# LLM Evals: Everything You Need to Know

> A sharp-opinion FAQ on LLM evals: skip generic metrics and tooling, do error analysis on your own traces, build a failure taxonomy, then write targeted evaluators.

Published: 2026-06-21
URL: https://daniliants.com/insights/llm-evals-everything-you-need-to-know/
Tags: llm-evals, error-analysis, llm-as-judge, rag

---

## Summary

A sharp-opinion FAQ distilled from teaching LLM evals to 700+ engineers and PMs. The core thesis: stop buying generic eval metrics and tooling, and instead do error analysis - manually read your own traces, build a failure taxonomy, and only then write targeted evaluators. Evaluation is a human-driven sensemaking process, not a dashboard you switch on.

## Key Insight

- **Error analysis is the whole game.** On real projects the authors spent 60-80% of dev time on error analysis and evaluation, not building automated checks. Skipping it produces "counter-productive generic metrics".
- **Read ~100 traces, stop at saturation.** Heuristic: if ~20 new traces turn up no new failure category, you can stop (but review at least 100 first). Process = open coding (journal notes on first failure per trace) then axial coding (group into a failure taxonomy and count).
- **A 100% eval pass rate is a red flag** - you are not stress-testing. A 70% pass rate often signals a more meaningful eval.
- **Binary pass/fail beats 1-5 Likert.** Likert points (3 vs 4) are subjective, need bigger samples, and annotators hide uncertainty in the middle. Decompose into sub-component binary checks (e.g. "4 of 5 expected facts present") to track gradual progress.
- **Don't do eval-driven development** (writing evals before features) - LLMs have infinite failure surface you can't anticipate. Exception: hard known constraints like "never mention competitors".
- **Generic / off-the-shelf metrics waste time and create false confidence.** BERTScore, ROUGE, cosine similarity, "helpfulness/coherence/quality" don't tell you if your system works. Only reuse them as exploration signals to surface interesting traces.
- **One "benevolent dictator" domain expert** beats a committee - eliminates annotation conflicts. Needing 5 SMEs to judge one interaction means your product scope is too broad. Use Cohen's Kappa only when multiple annotators are unavoidable.
- **Build a custom annotation tool** (Cursor/Lovable, hours of work) - teams with one iterate ~10x faster. Render traces in domain-native form (emails as emails, code with syntax highlighting), ask "Was the appointment booked?" not "Did the tool call succeed?".
- **Synthetic data: use structured dimensions, two-step.** Define dimensions (e.g. dietary restriction x cuisine x complexity), hand-write 20 tuples, then (1) generate more tuples, (2) convert tuples to natural-language queries in a separate prompt.
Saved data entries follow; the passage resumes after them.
use std::path::PathBuf;

use anyhow::{Context, Result, bail};
use clap::{Parser, Subcommand};
use tracing::info;
use tracing_subscriber::EnvFilter;

use backdrop_core::domain::{Artifact, HistoryQuery, OriginKind};
use backdrop_core::impls::SqliteRepository;
use backdrop_core::ports::Repository;
use backdrop_core::{AppBuilder, Config};

#[derive(Parser)]
#[command(name = "backdrop")]
#[command(about = "Rotates the desktop background from a remote gallery or a local folder")]
#[command(version)]
struct Cli {
    /// Config file (default: ~/.backdrop/config.json)
    #[arg(long, global = true, env = "BACKDROP_CONFIG")]
    config: Option<PathBuf>,

    /// Log at debug level unless RUST_LOG says otherwise
    #[arg(short, long, global = true)]
    verbose: bool,

    #[command(subcommand)]
    command: Option<Command>,
}

#[derive(Subcommand)]
enum Command {
    /// Apply a new background now and then once per period (default)
    Run,
    /// Run a single cycle and exit
    Once {
        /// Print the applied artifact as JSON
        #[arg(long)]
        json: bool,
    },
    /// Show previously applied backgrounds, newest first
    History {
        #[arg(long, default_value_t = 20)]
        limit: usize,
        /// Only images picked from a local directory
        #[arg(long, conflicts_with = "remote")]
        local: bool,
        /// Only downloaded images
        #[arg(long)]
        remote: bool,
        #[arg(long)]
        json: bool,
    },
    /// Delete every history row (cached files are left alone)
    ClearHistory {
        /// Confirm the deletion
        #[arg(long)]
        yes: bool,
    },
}

#[tokio::main]
async fn main() -> Result<()> {
    let cli = Cli::parse();
    init_tracing(cli.verbose);

    let config = load_config(cli.config.as_ref())?;

    match cli.command.unwrap_or(Command::Run) {
        Command::Run => run(&config).await,
        Command::Once { json } => once(&config, json).await,
        Command::History {
            limit,
            local,
            remote,
            json,
        } => history(&config, limit, local, remote, json).await,
        Command::ClearHistory { yes } => clear_history(&config, yes).await,
    }
}

fn init_tracing(verbose: bool) {
    let default_level = if verbose { "debug" } else { "info" };
    tracing_subscriber::fmt()
        .with_env_filter(
            EnvFilter::try_from_default_env().unwrap_or_else(|_| EnvFilter::new(default_level)),
        )
        .with_writer(std::io::stderr)
        .init();
}

fn load_config(path: Option<&PathBuf>) -> Result<Config> {
    match path {
        Some(path) => Config::from_file(path)
            .with_context(|| format!("failed to load config {}", path.display())),
        None => {
            let path = Config::default_path();
            Config::load_or_default(&path)
                .with_context(|| format!("failed to load config {}", path.display()))
        }
    }
}

async fn run(config: &Config) -> Result<()> {
    let mut scheduler = AppBuilder::from_config(config)
        .and_then(AppBuilder::build)
        .context("failed to start scheduler")?;

    let interrupted = tokio::select! {
        result = scheduler.run() => {
            result.context("scheduler stopped")?;
            false
        }
        signal = tokio::signal::ctrl_c() => {
            signal.context("failed to listen for ctrl-c")?;
            true
        }
    };
    if interrupted {
        info!(
            cycles = scheduler.stats().cycles_completed,
            "interrupted, exiting"
        );
    }
    Ok(())
}

async fn once(config: &Config, json: bool) -> Result<()> {
    let mut scheduler = AppBuilder::from_config(config)
        .and_then(AppBuilder::build)
        .context("failed to start scheduler")?;

    let artifact = scheduler.run_once().await.context("cycle failed")?;
    if json {
        println!("{}", serde_json::to_string_pretty(&artifact)?);
    } else {
        println!("{}", describe(&artifact));
    }
    Ok(())
}

async fn history(config: &Config, limit: usize, local: bool, remote: bool, json: bool) -> Result<()> {
    let repository = open_repository(config)?;

    let mut query = HistoryQuery::new().page(0, limit);
    if local {
        query = query.kind(OriginKind::Local);
    }
    if remote {
        query = query.kind(OriginKind::Remote);
    }
    let rows = repository
        .query(&query)
        .await
        .context("failed to read history")?;

    if json {
        println!("{}", serde_json::to_string_pretty(&rows)?);
        return Ok(());
    }
    if rows.is_empty() {
        println!("history is empty");
    }
    for artifact in &rows {
        println!("{}", describe(artifact));
    }
    Ok(())
}

async fn clear_history(config: &Config, yes: bool) -> Result<()> {
    if !yes {
        bail!("refusing to delete history without --yes");
    }
    let repository = open_repository(config)?;
    repository
        .clear_all()
        .await
        .context("failed to clear history")?;
    println!("history cleared");
    Ok(())
}

fn open_repository(config: &Config) -> Result<SqliteRepository> {
    let path = config.db_path();
    SqliteRepository::open(&path)
        .with_context(|| format!("failed to open history database {}", path.display()))
}

fn describe(artifact: &Artifact) -> String {
    let title = if artifact.title.is_empty() {
        artifact.filename.as_str()
    } else {
        artifact.title.as_str()
    };
    let author = if artifact.author.is_empty() {
        String::new()
    } else {
        format!(" by {}", artifact.author)
    };
    format!(
        "{:>6}  {}  {title}{author}  <{}>",
        artifact.id.get(),
        artifact.fetched_at.format("%Y-%m-%d %H:%M:%S"),
        artifact.origin
    )
}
Avoids generic repetitive output. Unreliable for high-stakes/specialized/low-resource domains.
- **LLM-as-judge is expensive** - needs 100+ labeled examples plus weekly upkeep. Reserve it for persistent failures; use cheap regex/assertions/execution tests first. Validate the judge by TPR and TNR on a held-out human-labeled set; same model as the main task is usually fine for scoped binary judging.
- **Don't outsource error analysis** - it breaks the failure-to-fix feedback loop. Mechanical/context-free tasks (translation, format validation) can be outsourced after the rubric exists.
- **LLMs can assist, not replace:** good for first-pass axial coding (after you've coded 30-50 yourself), mapping annotations to known failure modes, analyzing label patterns. Never delegate initial open coding, taxonomy validation, or ground-truth labeling.
- **"RAG is dead" is marketing.** The viral claim only targets naive vector retrieval for coding agents. Evaluate retrieval and generation separately (see Jason Liu's "6 RAG Evals": C|Q context relevance, A|C faithfulness, A|Q answer relevance).
- **Abstention:** test "knowing what it doesn't know" with a balanced set of answerable + unanswerable (false-premise) questions; pass = answers the answerable AND refuses the unanswerable.